Вечером следующего дня Чапаев разгромил на берегу Урала отборные батальоны полковника Андерса и освободил станицу Соболевскую. Андерс, собрав рассеявшиеся по степи части, отступил.
— Я так надеялся на вашу победу под Соболевской, а вы не проявили воли к победе. Не могли сжечь измученных переходами лапотников. Стыдно, полковник! — выговаривал Андерсу командир корпуса, старый царский генерал.
— Степные пожары — палка о двух концах, но вам представляется счастливый случай покончить с Чапаевым, — ядовито сказал Андерс.
В последнее время его томило предчувствие новых неудач: все получается не так, как хочется, рушатся самые смелые замыслы, растерянность сменилась страхом поражения, а поражение — самый верный путь к панике. С невероятными усилиями ему удалось собрать разбежавшихся солдат и офицеров, но многих недоставало. Одни погибли под чапаевскими саблями, другие перебежали к красным, третьи скрылись в безводной степи. Смерть, измена, трусость разваливают Особый отряд, и то же самое творится в конном корпусе.

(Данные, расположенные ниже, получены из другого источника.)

use backoffice_api::auth::SessionClaims;
use jsonwebtoken::{encode, Algorithm, EncodingKey, Header};
use std::time::{SystemTime, UNIX_EPOCH};

pub const TEST_AUTH_SECRET: &str = "test-auth-secret-0123456789abcdef";

fn now() -> i64 {
    SystemTime::now()
        .duration_since(UNIX_EPOCH)
        .expect("clock after epoch")
        .as_secs() as i64
}

fn sign(claims: &SessionClaims, secret: &str) -> String {
    encode(
        &Header::new(Algorithm::HS256),
        claims,
        &EncodingKey::from_secret(secret.as_bytes()),
    )
    .expect("Failed to sign session token")
}

fn claims(user_id: &str, exp: i64) -> SessionClaims {
    SessionClaims {
        sub: user_id.to_string(),
        exp,
        iat: Some(now()),
        email: Some(format!("{}@example.org", user_id)),
        name: None,
    }
}

/// `Authorization` header value for a valid one-hour session
pub fn bearer(user_id: &str) -> String {
    format!("Bearer {}", sign(&claims(user_id, now() + 3600), TEST_AUTH_SECRET))
}

pub fn expired_bearer(user_id: &str) -> String {
    format!("Bearer {}", sign(&claims(user_id, now() - 60), TEST_AUTH_SECRET))
}

pub fn forged_bearer(user_id: &str) -> String {
    format!(
        "Bearer {}",
        sign(
            &claims(user_id, now() + 3600),
            "some-other-secret-0123456789abcdef"
        )
    )
}
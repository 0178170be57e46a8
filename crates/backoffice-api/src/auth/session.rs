use crate::error::HttpAppError;
use axum::extract::FromRequestParts;
use axum::http::request::Parts;
use backoffice_core::AppError;
use jsonwebtoken::{decode, Algorithm, DecodingKey, Validation};
use serde::{Deserialize, Serialize};

/// Session token claims
#[derive(Debug, Clone, Serialize, Deserialize)]
pub struct SessionClaims {
    pub sub: String, // user id at the auth provider
    pub exp: i64,
    #[serde(default, skip_serializing_if = "Option::is_none")]
    pub iat: Option<i64>,
    #[serde(default, skip_serializing_if = "Option::is_none")]
    pub email: Option<String>,
    #[serde(default, skip_serializing_if = "Option::is_none")]
    pub name: Option<String>,
}

/// Authenticated caller, stored in request extensions by the session middleware
#[derive(Debug, Clone, PartialEq, Eq)]
pub struct CallerIdentity {
    pub user_id: String,
    pub email: Option<String>,
}

/// Verifies session tokens against the shared secret
#[derive(Clone)]
pub struct SessionVerifier {
    decoding_key: DecodingKey,
    validation: Validation,
}

impl SessionVerifier {
    pub fn new(secret: &str) -> Self {
        let mut validation = Validation::new(Algorithm::HS256);
        validation.validate_exp = true;
        validation.leeway = 0;
        validation.set_required_spec_claims(&["exp", "sub"]);

        Self {
            decoding_key: DecodingKey::from_secret(secret.as_bytes()),
            validation,
        }
    }

    /// Validate and decode a session token
    pub fn verify(&self, token: &str) -> Result<CallerIdentity, AppError> {
        let token_data =
            decode::<SessionClaims>(token, &self.decoding_key, &self.validation).map_err(|e| {
                tracing::debug!("Session validation failed: {}", e);
                match e.kind() {
                    jsonwebtoken::errors::ErrorKind::ExpiredSignature => {
                        AppError::Unauthorized("Session has expired".to_string())
                    }
                    _ => AppError::Unauthorized("Invalid session".to_string()),
                }
            })?;

        let claims = token_data.claims;
        if claims.sub.trim().is_empty() {
            return Err(AppError::Unauthorized("Invalid session".to_string()));
        }

        Ok(CallerIdentity {
            user_id: claims.sub,
            email: claims.email,
        })
    }
}

/// Requires a session; rejects with 401 otherwise.
impl<S> FromRequestParts<S> for CallerIdentity
where
    S: Send + Sync,
{
    type Rejection = HttpAppError;

    async fn from_request_parts(parts: &mut Parts, _state: &S) -> Result<Self, Self::Rejection> {
        parts
            .extensions
            .get::<CallerIdentity>()
            .cloned()
            .ok_or_else(|| HttpAppError(AppError::Unauthorized("Unauthorized".to_string())))
    }
}

/// Session if present; never rejects.
#[derive(Debug, Clone)]
pub struct MaybeCaller(pub Option<CallerIdentity>);

impl<S> FromRequestParts<S> for MaybeCaller
where
    S: Send + Sync,
{
    type Rejection = std::convert::Infallible;

    async fn from_request_parts(parts: &mut Parts, _state: &S) -> Result<Self, Self::Rejection> {
        Ok(MaybeCaller(parts.extensions.get::<CallerIdentity>().cloned()))
    }
}

#[cfg(test)]
mod tests {
    use super::*;
    use jsonwebtoken::{encode, EncodingKey, Header};
    use std::time::{SystemTime, UNIX_EPOCH};

    const SECRET: &str = "0123456789abcdef0123456789abcdef";

    fn now() -> i64 {
        SystemTime::now()
            .duration_since(UNIX_EPOCH)
            .unwrap()
            .as_secs() as i64
    }

    fn token(secret: &str, sub: &str, exp: i64) -> String {
        let claims = SessionClaims {
            sub: sub.to_string(),
            exp,
            iat: Some(now()),
            email: Some("editor@example.org".to_string()),
            name: None,
        };
        encode(
            &Header::new(Algorithm::HS256),
            &claims,
            &EncodingKey::from_secret(secret.as_bytes()),
        )
        .unwrap()
    }

    #[test]
    fn accepts_token_signed_with_shared_secret() {
        let verifier = SessionVerifier::new(SECRET);
        let identity = verifier.verify(&token(SECRET, "user-1", now() + 3600)).unwrap();
        assert_eq!(identity.user_id, "user-1");
        assert_eq!(identity.email.as_deref(), Some("editor@example.org"));
    }

    #[test]
    fn rejects_token_signed_with_other_secret() {
        let verifier = SessionVerifier::new(SECRET);
        let other = "fedcba9876543210fedcba9876543210";
        assert!(verifier.verify(&token(other, "user-1", now() + 3600)).is_err());
    }

    #[test]
    fn rejects_expired_token() {
        let verifier = SessionVerifier::new(SECRET);
        let err = verifier
            .verify(&token(SECRET, "user-1", now() - 60))
            .unwrap_err();
        assert_eq!(err.to_string(), "Unauthorized: Session has expired");
    }

    #[test]
    fn rejects_blank_subject_and_garbage() {
        let verifier = SessionVerifier::new(SECRET);
        assert!(verifier.verify(&token(SECRET, " ", now() + 3600)).is_err());
        assert!(verifier.verify("not.a.jwt").is_err());
    }
}
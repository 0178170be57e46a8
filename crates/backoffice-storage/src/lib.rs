//! Backoffice Storage Library
//!
//! This crate authorizes direct-to-bucket image uploads. The server never sees
//! file bytes: it validates the declared attributes and hands back a presigned
//! PUT URL that binds them.
//!
//! # Upload key format
//!
//! Keys are 64 lowercase hex characters (32 random bytes) at the bucket root.
//! Two grants never share a key, so a write can never replace an existing object
//! through a reused name.

pub mod authorization;
pub mod checksum;
pub mod factory;
pub mod keys;
#[cfg(feature = "storage-s3")]
pub mod s3;
pub mod traits;

// Re-export commonly used types
pub use authorization::{AuthorizationError, SignedUploadGrant, UploadAuthorizer};
pub use factory::create_presigner;
#[cfg(feature = "storage-s3")]
pub use s3::S3Presigner;
pub use traits::{PresignedPut, PresignedPutRequest, StorageError, StorageResult, UploadPresigner};
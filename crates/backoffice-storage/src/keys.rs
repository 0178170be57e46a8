//! Destination key generation for uploads.
//!
//! Keys are 32 random bytes from the thread-local CSPRNG rendered as lowercase
//! hex, stored at the bucket root. They never depend on request input.

use rand::RngCore;

/// Number of random bytes behind each key (256 bits).
pub const UPLOAD_KEY_BYTES: usize = 32;

/// Generate a fresh, unguessable destination key.
pub fn generate_upload_key() -> String {
    let mut bytes = [0u8; UPLOAD_KEY_BYTES];
    rand::rng().fill_bytes(&mut bytes);
    hex::encode(bytes)
}
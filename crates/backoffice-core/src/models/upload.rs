use serde::{Deserialize, Serialize};
use std::collections::BTreeMap;
use utoipa::ToSchema;
use validator::Validate;

/// Request for a presigned image upload URL
#[derive(Debug, Clone, Deserialize, ToSchema, Validate)]
#[serde(rename_all = "camelCase")]
pub struct SignedUploadRequest {
    /// Declared MIME type of the file
    #[validate(length(
        min = 1,
        max = 255,
        message = "Content type must be between 1 and 255 characters"
    ))]
    pub content_type: String,
    /// Declared file size in bytes
    pub size_bytes: u64,
    /// Hex-encoded SHA-256 digest of the file bytes
    #[serde(alias = "contentChecksum")]
    #[validate(length(min = 1, max = 128, message = "Checksum is required"))]
    pub checksum: String,
}

/// Successful upload authorization: `{ "success": { "url": ... } }`
///
/// Failures use the shared error body, whose `error` field is the discriminant
/// callers branch on.
#[derive(Debug, Serialize, Deserialize, ToSchema)]
pub struct SignedUploadResponse {
    pub success: SignedUrl,
}

#[derive(Debug, Serialize, Deserialize, ToSchema)]
pub struct SignedUrl {
    /// Presigned PUT URL, valid for 60 seconds
    pub url: String,
    /// Headers the upload must carry unchanged for the signature to hold
    #[serde(default, skip_serializing_if = "BTreeMap::is_empty")]
    pub headers: BTreeMap<String, String>,
}
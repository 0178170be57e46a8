use crate::auth::session::CallerIdentity;
use crate::state::AppState;
use axum::{
    extract::{Request, State},
    middleware::Next,
    response::Response,
};
use std::sync::Arc;

/// Resolve the caller from `Authorization: Bearer <session>`.
///
/// A missing or invalid session is not rejected here; handlers decide through
/// the `CallerIdentity` and `MaybeCaller` extractors.
pub async fn session_middleware(
    State(state): State<Arc<AppState>>,
    mut request: Request,
    next: Next,
) -> Response {
    let token = request
        .headers()
        .get("Authorization")
        .and_then(|h| h.to_str().ok())
        .and_then(|h| h.strip_prefix("Bearer "))
        .map(str::trim)
        .filter(|t| !t.is_empty())
        .map(str::to_owned);

    if let Some(token) = token {
        match state.sessions.verify(&token) {
            Ok(identity) => {
                tracing::debug!(user_id = %identity.user_id, "Session resolved");
                request.extensions_mut().insert::<CallerIdentity>(identity);
            }
            Err(e) => {
                tracing::debug!(error = %e, "Ignoring invalid session");
            }
        }
    }

    next.run(request).await
}
//! Configuration module
//!
//! Configuration is read once at startup from the environment (after loading a
//! `.env` file when present) and validated before any service is built. Every
//! credential the upload and publishing flows depend on is required; a missing
//! variable is a startup error rather than an unauthenticated call later on.

use std::env;
use std::fmt::{Debug, Formatter, Result as FmtResult};

use crate::constants::{DEFAULT_GRAPH_API_BASE, DEFAULT_GRAPH_API_TIMEOUT_SECS};

const DEFAULT_PORT: u16 = 3000;
const MIN_AUTH_SECRET_LEN: usize = 32;

/// Server and session settings
#[derive(Clone)]
pub struct BaseConfig {
    pub server_port: u16,
    pub cors_origins: Vec<String>,
    pub environment: String,
    /// Shared secret of the external auth provider, used to verify session tokens
    pub auth_secret: String,
}

/// Object storage settings for presigned uploads
#[derive(Clone)]
pub struct StorageConfig {
    pub bucket: String,
    pub region: String,
    pub access_key_id: String,
    pub secret_access_key: String,
    /// Custom endpoint for S3-compatible providers (MinIO, DigitalOcean Spaces, ...)
    pub endpoint_url: Option<String>,
}

/// Instagram Graph API settings
#[derive(Clone)]
pub struct InstagramConfig {
    pub access_token: String,
    pub account_id: String,
    pub api_base: String,
    pub timeout_secs: u64,
}

/// Application configuration.
#[derive(Clone, Debug)]
pub struct Config {
    pub base: BaseConfig,
    pub storage: StorageConfig,
    pub instagram: InstagramConfig,
}

impl Debug for BaseConfig {
    fn fmt(&self, f: &mut Formatter<'_>) -> FmtResult {
        f.debug_struct("BaseConfig")
            .field("server_port", &self.server_port)
            .field("cors_origins", &self.cors_origins)
            .field("environment", &self.environment)
            .field("auth_secret", &"<redacted>")
            .finish()
    }
}

impl Debug for StorageConfig {
    fn fmt(&self, f: &mut Formatter<'_>) -> FmtResult {
        f.debug_struct("StorageConfig")
            .field("bucket", &self.bucket)
            .field("region", &self.region)
            .field("access_key_id", &"<redacted>")
            .field("secret_access_key", &"<redacted>")
            .field("endpoint_url", &self.endpoint_url)
            .finish()
    }
}

impl Debug for InstagramConfig {
    fn fmt(&self, f: &mut Formatter<'_>) -> FmtResult {
        f.debug_struct("InstagramConfig")
            .field("access_token", &"<redacted>")
            .field("account_id", &self.account_id)
            .field("api_base", &self.api_base)
            .field("timeout_secs", &self.timeout_secs)
            .finish()
    }
}

impl Config {
    /// Load configuration from the process environment.
    pub fn from_env() -> Result<Self, anyhow::Error> {
        dotenvy::dotenv().ok();
        Self::from_lookup(|key| env::var(key).ok())
    }

    /// Build configuration from an arbitrary variable source.
    ///
    /// Blank values are treated as absent.
    pub fn from_lookup<F>(lookup: F) -> Result<Self, anyhow::Error>
    where
        F: Fn(&str) -> Option<String>,
    {
        let get = |key: &str| {
            lookup(key)
                .map(|v| v.trim().to_string())
                .filter(|v| !v.is_empty())
        };
        let require = |keys: &[&str]| {
            keys.iter().find_map(|key| get(*key)).ok_or_else(|| {
                anyhow::anyhow!("{} must be set", keys.join(" or "))
            })
        };

        let environment = get("ENVIRONMENT")
            .or_else(|| get("APP_ENV"))
            .unwrap_or_else(|| "development".to_string());

        let cors_origins = get("CORS_ORIGINS")
            .unwrap_or_else(|| "*".to_string())
            .split(',')
            .map(|s| s.trim().to_string())
            .filter(|s| !s.is_empty())
            .collect();

        let base = BaseConfig {
            server_port: match get("PORT") {
                Some(port) => port.parse::<u16>().map_err(|_| {
                    anyhow::anyhow!("PORT must be a valid port number, got '{}'", port)
                })?,
                None => DEFAULT_PORT,
            },
            cors_origins,
            environment,
            auth_secret: require(&["AUTH_SECRET", "NEXT_AUTH_SECRET"])?,
        };

        let storage = StorageConfig {
            bucket: require(&["AWS_BUCKET_NAME"])?,
            region: require(&["AWS_REGION"])?,
            access_key_id: require(&["AWS_ACCESS_KEY", "AWS_ACCESS_KEY_ID"])?,
            secret_access_key: require(&["AWS_SECRET_ACCESS_KEY"])?,
            endpoint_url: get("S3_ENDPOINT"),
        };

        let instagram = InstagramConfig {
            access_token: require(&["INSTAGRAM_ACCESS_TOKEN"])?,
            account_id: require(&["INSTAGRAM_USER_ID"])?,
            api_base: get("INSTAGRAM_API_BASE")
                .unwrap_or_else(|| DEFAULT_GRAPH_API_BASE.to_string()),
            timeout_secs: match get("INSTAGRAM_TIMEOUT_SECS") {
                Some(secs) => secs.parse::<u64>().map_err(|_| {
                    anyhow::anyhow!(
                        "INSTAGRAM_TIMEOUT_SECS must be a whole number of seconds, got '{}'",
                        secs
                    )
                })?,
                None => DEFAULT_GRAPH_API_TIMEOUT_SECS,
            },
        };

        let config = Config {
            base,
            storage,
            instagram,
        };
        config.validate()?;
        Ok(config)
    }

    pub fn validate(&self) -> Result<(), anyhow::Error> {
        if self.base.auth_secret.len() < MIN_AUTH_SECRET_LEN {
            return Err(anyhow::anyhow!(
                "AUTH_SECRET must be at least {} characters long",
                MIN_AUTH_SECRET_LEN
            ));
        }

        if self.is_production() && self.base.cors_origins.iter().any(|o| o == "*") {
            return Err(anyhow::anyhow!(
                "CORS_ORIGINS cannot be '*' in production. Please specify explicit origins."
            ));
        }

        validate_http_url("INSTAGRAM_API_BASE", &self.instagram.api_base)?;

        if self.instagram.timeout_secs == 0 {
            return Err(anyhow::anyhow!(
                "INSTAGRAM_TIMEOUT_SECS must be greater than zero"
            ));
        }

        if let Some(ref endpoint) = self.storage.endpoint_url {
            validate_http_url("S3_ENDPOINT", endpoint)?;
        }

        Ok(())
    }

    /// Check if the application is running in production mode
    pub fn is_production(&self) -> bool {
        let env = self.base.environment.to_lowercase();
        env == "production" || env == "prod"
    }

    pub fn server_port(&self) -> u16 {
        self.base.server_port
    }

    pub fn cors_origins(&self) -> &[String] {
        &self.base.cors_origins
    }

    pub fn environment(&self) -> &str {
        &self.base.environment
    }
}

fn validate_http_url(name: &str, value: &str) -> Result<(), anyhow::Error> {
    let url = reqwest::Url::parse(value)
        .map_err(|e| anyhow::anyhow!("{} must be a valid URL, got '{}': {}", name, value, e))?;
    let has_host = url.host_str().is_some_and(|host| !host.is_empty());
    if !matches!(url.scheme(), "https" | "http") || !has_host {
        return Err(anyhow::anyhow!(
            "{} must be an http(s) URL with a host, got '{}'",
            name,
            value
        ));
    }
    Ok(())
}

Андерс посмотрел на генерала: тусклое, невыразительное лицо, ни вдохновения, ни мысли, ни эмоции. «Я знал Корнилова, Краснова, Керенского, Колчака. Кто-то из них обладает храбростью, кто-то — умом, а этот? Чурка с глазами... Когда пьян, его рвет военными секретами».
В окне хаты темнело степное небо со спелыми июльскими звездами, скверно пахло конским навозом, тлением неубранных мертвецов.
В комнату вошел Казанашвили.
— Тебе чего? — сонно спросил генерал.
— Мародера поймал. С убитых офицеров снимал часы и кольца.
Сонная одурь сошла с физиономии генерала, встрепенулся и Андерс. У обоих сразу появилось желание сорвать на ком-нибудь зло.
— Где он, твой мародер?
Казанашвили распахнул дверь, часовой ввел казака.
— Ты обкрадывал мертвых? — гневно спросил генерал. Казанашвили толкнул в спину казака.
— Покажи украденное, — приказал он.
Казак вынул из-за пазухи три золотых кольца, пару серебряных карманных часов — они мелко задрожали на растопыренных его пальцах. Казанашвили взял часы и кольца, швырнул на стол.